There was no escaping Seeb’s remix of Mike Posner’s ‘I Took A Pill In Ibiza’ in 2016. It was played everywhere and anywhere, making it one of the biggest songs of the year. No matter what your opinions were at the time, you couldn’t help but deny the catchiness of the production of the remix and the euphoric vibes it created.  

From there the Norwegian production duo have had a string of successful singles including ‘Rich Love’ with One Republic, ‘Grip’ with Bastille and a highly coveted remix of ‘Hymn For The Weekend’ by Coldplay. But for their new single, they have decided to step things up on a global level by teaming up with Olivia O’Brien and Space Primates. 

Two Norwegians, two Brits and one American enter the recording studio, and no the result isn’t a bad joke, instead they give birth to an absolute banger. ‘Fade Out’ is a dynamic and retrospective track that falls perfectly into the EDM category and gives you a catchy hook and a memorable dance beat. The production has a cool nostalgic feel to it with a big bounce in the hook that sees them discovering the art of ghosting. It’s a playful and fun look at dating and will become an anthem for anyone currently stuck in the Tinder game.

I recently chatted to Seeb about their global collaborative effort of bringing artists together with ‘Fade Out’, the growth they’ve had as performers from playing festivals and discuss the mind blowing success of their remix of ‘I Took A Pill In Ibiza’ and hearing it actually played in Ibiza. Check out the chat HERE; 

TB: ’Fade Out’ is a track that is all about ghosting and not wanting to be too harsh when you’re letting someone down. So as the producers on this track how did you want the production to reflect this idea and how did you want the listener to feel?

S: Maybe we tried to push it into a more positive direction, with more of an uplifting vibe. Although a little retro and major chord based, we wanted to have the listener feel drawn to the lyrics but not being left with a dark feeling because all in all, to us, the song still has a positive drive to it.

TB: One thing that I think is so interesting about the creation of ‘Fade Out’ is the different cultures that came together with two Norwegians, two Brits and one American all on the same track. So with all of you in different parts of the world, how did this collaboration come together?

S: Yes it was quite organic really. We got this song idea sent over from Asia Whiteacre and Space Primates and at first we didn’t pay too much attention to it and actually left it on our hard drive for a few months. Then we listened to it again and decided we had to start working on it. From there, we hit everyone up, talked to our label in the US, Island about securing a feature for it. They sent it over to Olivia, she liked it and we decided to go over to LA to meet everyone including Space Primates who had moved over there to work. We then hit up a studio session with Olivia to get all the vocals done and went back to Norway to finish it all. 
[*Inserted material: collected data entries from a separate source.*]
//! The simulation engine: bodies, gravitational constant and play state.
//!
//! One call to [`Simulation::tick`] is one frame. While bodies are being
//! edited (`Setting`) the engine pulls the editor's values into its bodies
//! and previews every trajectory; while `Running` it advances every body by
//! one step; while `Paused` it does nothing.

use std::collections::HashSet;

use bevy::prelude::*;

use crate::body::{Body, BodyInit};
use crate::physics::{LivePartners, PartnerSet, step_all};
use crate::prediction::{TrajectoryPath, project_trajectories};
use crate::types::{
    BodyId, DEFAULT_GRAVITATIONAL_CONSTANT, DEFAULT_MAX_PATH_ITERATIONS, SimulationStatus,
    SimulationSystemSet,
};
use crate::viewport::CameraView;

/// Plugin providing the simulation resources and the per-frame tick.
pub struct SimulationPlugin;

impl Plugin for SimulationPlugin {
    fn build(&self, app: &mut App) {
        app.init_resource::<SimulationConfig>()
            .init_resource::<CameraView>();

        let config = app.world().resource::<SimulationConfig>().clone();
        if !app.world().contains_resource::<Simulation>() {
            app.insert_resource(Simulation::new(&config));
        }
        if !app.world().contains_resource::<EditorValues>() {
            app.insert_resource(EditorValues::new(config.gravitational_constant));
        }

        app.configure_sets(
            Update,
            (
                SimulationSystemSet::Input,
                SimulationSystemSet::Tick,
                SimulationSystemSet::Draw,
            )
                .chain(),
        )
        .add_systems(Update, tick_simulation.in_set(SimulationSystemSet::Tick));
    }
}

/// Startup configuration of the simulation.
#[derive(Resource, Clone, Debug)]
pub struct SimulationConfig {
    /// Initial gravitational constant. Default: 1.0.
    pub gravitational_constant: f64,
    /// Step budget of each trajectory preview. Default: 800.
    pub max_path_iterations: usize,
}

impl Default for SimulationConfig {
    fn default() -> Self {
        Self {
            gravitational_constant: DEFAULT_GRAVITATIONAL_CONSTANT,
            max_path_iterations: DEFAULT_MAX_PATH_ITERATIONS,
        }
    }
}

/// Errors returned by simulation commands.
#[derive(thiserror::Error, Debug, Clone, Copy, PartialEq, Eq)]
pub enum SimulationError {
    #[error("{id} has zero mass")]
    ZeroMass { id: BodyId },

    #[error("no body with id {0}")]
    UnknownBody(BodyId),
}

/// Values currently held by the body editor.
///
/// The simulation reads them once per tick while in `Setting`.
pub trait InputSource {
    /// Gravitational constant to use for this tick, if the editor has one.
    fn gravitational_constant(&self) -> Option<f64>;

    /// Editor values for a body, if the editor knows it.
    fn body_values(&self, id: BodyId) -> Option<BodyInit>;
}

/// An editor that holds nothing. Bodies keep their current values.
pub struct NoInput;

impl InputSource for NoInput {
    fn gravitational_constant(&self) -> Option<f64> {
        None
    }

    fn body_values(&self, _id: BodyId) -> Option<BodyInit> {
        None
    }
}

/// Form values of the editor panel, one entry per body in display order.
#[derive(Resource, Clone, Debug, Default)]
pub struct EditorValues {
    pub gravitational_constant: f64,
    entries: Vec<(BodyId, BodyInit)>,
}

impl EditorValues {
    pub fn new(gravitational_constant: f64) -> Self {
        Self {
            gravitational_constant,
            entries: Vec::new(),
        }
    }

    /// Start tracking a body's form, or replace its values.
    pub fn track(&mut self, id: BodyId, init: BodyInit) {
        match self.get_mut(id) {
            Some(values) => *values = init,
            None => self.entries.push((id, init)),
        }
    }

    pub fn forget(&mut self, id: BodyId) {
        self.entries.retain(|(entry, _)| *entry != id);
    }

    pub fn clear(&mut self) {
        self.entries.clear();
    }

    pub fn get(&self, id: BodyId) -> Option<&BodyInit> {
        self.entries
            .iter()
            .find(|(entry, _)| *entry == id)
            .map(|(_, init)| init)
    }

    pub fn get_mut(&mut self, id: BodyId) -> Option<&mut BodyInit> {
        self.entries
            .iter_mut()
            .find(|(entry, _)| *entry == id)
            .map(|(_, init)| init)
    }

    pub fn iter_mut(&mut self) -> impl Iterator<Item = (BodyId, &mut BodyInit)> {
        self.entries.iter_mut().map(|(id, init)| (*id, init))
    }

    pub fn len(&self) -> usize {
        self.entries.len()
    }

    pub fn is_empty(&self) -> bool {
        self.entries.is_empty()
    }
}

impl InputSource for EditorValues {
    fn gravitational_constant(&self) -> Option<f64> {
        Some(self.gravitational_constant)
    }

    fn body_values(&self, id: BodyId) -> Option<BodyInit> {
        self.get(id).copied()
    }
}

/// Create a body from `init` and give it an editor form.
pub fn add_edited_body(
    simulation: &mut Simulation,
    editor: &mut EditorValues,
    init: BodyInit,
) -> Result<BodyId, SimulationError> {
    let id = simulation.add_body(init)?;
    editor.track(id, init);
    simulation.mark_edited();
    Ok(id)
}

/// Remove a body together with its editor form.
pub fn remove_edited_body(
    simulation: &mut Simulation,
    editor: &mut EditorValues,
    id: BodyId,
) -> Result<(), SimulationError> {
    simulation.remove_body(id)?;
    editor.forget(id);
    simulation.mark_edited();
    Ok(())
}

/// What a tick did.
#[derive(Clone, Debug, PartialEq, Eq)]
pub enum TickOutcome {
    /// Trajectories are available; `recomputed` is false when nothing
    /// changed since the previous pass and the cached paths were kept.
    Projected { recomputed: bool },
    /// Every body advanced one step, except the listed ones.
    Advanced { failed: Vec<BodyId> },
    /// Paused: nothing changed.
    Held,
}

/// Owner of every live body.
#[derive(Resource, Debug)]
pub struct Simulation {
    bodies: Vec<Body>,
    next_id: u32,
    status: SimulationStatus,
    gravitational_constant: f64,
    max_path_iterations: usize,
    paths: Vec<TrajectoryPath>,
    /// Something changed since the last projection pass.
    dirty: bool,
    /// Camera used by the last projection pass.
    last_view: Option<CameraView>,
    /// Bodies whose editor values are currently rejected.
    rejected: HashSet<BodyId>,
}

impl Default for Simulation {
    fn default() -> Self {
        Self::new(&SimulationConfig::default())
    }
}

impl Simulation {
    pub fn new(config: &SimulationConfig) -> Self {
        Self {
            bodies: Vec::new(),
            next_id: 0,
            status: SimulationStatus::Setting,
            gravitational_constant: config.gravitational_constant,
            max_path_iterations: config.max_path_iterations,
            paths: Vec::new(),
            dirty: true,
            last_view: None,
            rejected: HashSet::new(),
        }
    }

    pub fn status(&self) -> SimulationStatus {
        self.status
    }

    pub fn gravitational_constant(&self) -> f64 {
        self.gravitational_constant
    }

    pub fn set_gravitational_constant(&mut self, g: f64) {
        if g.to_bits() != self.gravitational_constant.to_bits() {
            self.gravitational_constant = g;
            self.dirty = true;
        }
    }

    pub fn max_path_iterations(&self) -> usize {
        self.max_path_iterations
    }

    /// Live bodies in insertion order.
    pub fn bodies(&self) -> &[Body] {
        &self.bodies
    }

    pub fn body(&self, id: BodyId) -> Option<&Body> {
        self.bodies.iter().find(|body| body.id() == id)
    }

    /// Paths from the latest projection pass, in body order.
    pub fn projected_paths(&self) -> &[TrajectoryPath] {
        &self.paths
    }

    /// Create a body and return its handle. Zero mass is rejected.
    pub fn add_body(&mut self, init: BodyInit) -> Result<BodyId, SimulationError> {
        let id = BodyId(self.next_id);
        let body = Body::new(id, init)?;

        self.next_id += 1;
        self.bodies.push(body);
        self.dirty = true;

        info!("Added {} at ({:.3}, {:.3})", id, init.pos.x, init.pos.y);
        Ok(id)
    }

    /// Remove a body and return it.
    pub fn remove_body(&mut self, id: BodyId) -> Result<Body, SimulationError> {
        let index = self
            .bodies
            .iter()
            .position(|body| body.id() == id)
            .ok_or(SimulationError::UnknownBody(id))?;

        let body = self.bodies.remove(index);
        self.paths.retain(|path| path.body != id);
        self.rejected.remove(&id);
        self.dirty = true;

        info!("Removed {}", id);
        Ok(body)
    }

    /// Remove every body.
    pub fn clear(&mut self) {
        self.bodies.clear();
        self.paths.clear();
        self.rejected.clear();
        self.dirty = true;
    }

    /// Setting and Paused start running; Running pauses.
    pub fn toggle_play_pause(&mut self) -> SimulationStatus {
        self.status = match self.status {
            SimulationStatus::Setting | SimulationStatus::Paused => SimulationStatus::Running,
            SimulationStatus::Running => SimulationStatus::Paused,
        };

        info!("Simulation {}", self.status.label());
        self.status
    }

    /// Go back to editing. Bodies are not touched here; the next tick pulls
    /// the editor's values back into them.
    pub fn restart(&mut self) {
        self.status = SimulationStatus::Setting;
        self.dirty = true;
        info!("Simulation restarted");
    }

    /// The user started editing a field: pause if running, then go back to
    /// `Setting`.
    pub fn mark_edited(&mut self) {
        if self.status == SimulationStatus::Running {
            self.toggle_play_pause();
        }
        self.status = SimulationStatus::Setting;
        self.dirty = true;
    }

    /// Overwrite a body's values directly and go back to `Setting`.
    pub fn edit_body(&mut self, id: BodyId, init: BodyInit) -> Result<(), SimulationError> {
        let body = self
            .bodies
            .iter_mut()
            .find(|body| body.id() == id)
            .ok_or(SimulationError::UnknownBody(id))?;

        body.apply(init)?;
        self.mark_edited();
        Ok(())
    }

    /// Run one frame.
    ///
    /// The gravitational constant is read from `input` once, up front, and
    /// used for every computation of the tick.
    pub fn tick(&mut self, input: &impl InputSource, view: &CameraView) -> TickOutcome {
        if let Some(g) = input.gravitational_constant() {
            self.set_gravitational_constant(g);
        }

        match self.status {
            SimulationStatus::Setting => {
                self.refresh_from(input);
                let recomputed = self.project(view);
                TickOutcome::Projected { recomputed }
            }
            SimulationStatus::Running => {
                let failed = self.advance();
                TickOutcome::Advanced { failed }
            }
            SimulationStatus::Paused => TickOutcome::Held,
        }
    }

    /// Pull editor values into every body it knows about.
    fn refresh_from(&mut self, input: &impl InputSource) {
        for body in &mut self.bodies {
            let id = body.id();
            let Some(init) = input.body_values(id) else {
                continue;
            };

            match body.apply(init) {
                Ok(changed) => {
                    self.dirty |= changed;
                    self.rejected.remove(&id);
                }
                Err(err) => {
                    if self.rejected.insert(id) {
                        warn!("Keeping previous values: {}", err);
                    }
                }
            }
        }
    }

    /// Recompute the trajectory previews if anything changed.
    fn project(&mut self, view: &CameraView) -> bool {
        if self.last_view.as_ref() != Some(view) {
            self.dirty = true;
        }
        if !self.dirty {
            return false;
        }

        self.paths = project_trajectories(
            &self.bodies,
            self.gravitational_constant,
            &view.world_bounds(),
            self.max_path_iterations,
        );
        self.last_view = Some(*view);
        self.dirty = false;
        true
    }

    /// Advance every body one step against a snapshot of all bodies.
    fn advance(&mut self) -> Vec<BodyId> {
        let partners = LivePartners(&self.bodies).attractors();
        let failures = step_all(&mut self.bodies, &partners, self.gravitational_constant);

        failures
            .into_iter()
            .map(|(slot, _)| self.bodies[slot].id())
            .collect()
    }
}

/// Advance the simulation by one tick per frame.
pub fn tick_simulation(
    mut simulation: ResMut<Simulation>,
    editor: Res<EditorValues>,
    view: Res<CameraView>,
) {
    simulation.tick(&*editor, &view);
}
It’s a way we have done many of our songs, as people we work with are spread all over the world. But we try to get around to meeting them before we finish up stuff, just to get to know them since we are putting out records together. It’s kind of like a long distance relationship.

TB: When you break it down, “Two Norwegians, two Brits and one American” kinda sounds like a start of a bad joke. So what is the cheesiest/worst/best joke you can think of? 

S: Two Norwegians, two Brits and one American walk into a bar… And the Norwegians and Brits say to the American, “sorry you’ve got Trump as your President…”. 

TB: Over the last couple of years you guys have played a lot of live shows including some major festivals. So what has been one of your favourite or weirdest touring/show experience yet?

S: It has to be playing the Faroe Islands! The people there are so friendly and when they have artists over for one of their festivals everybody and their grandmother shows up. The whole place turns into a big street party and people get a bit too drunk. But all in all it was a total blast being there and being around that spectacular nature.

TB: Festivals aren’t always the easiest shows to play. So what is something you’ve learnt about yourself as artists from playing live shows and festival sets?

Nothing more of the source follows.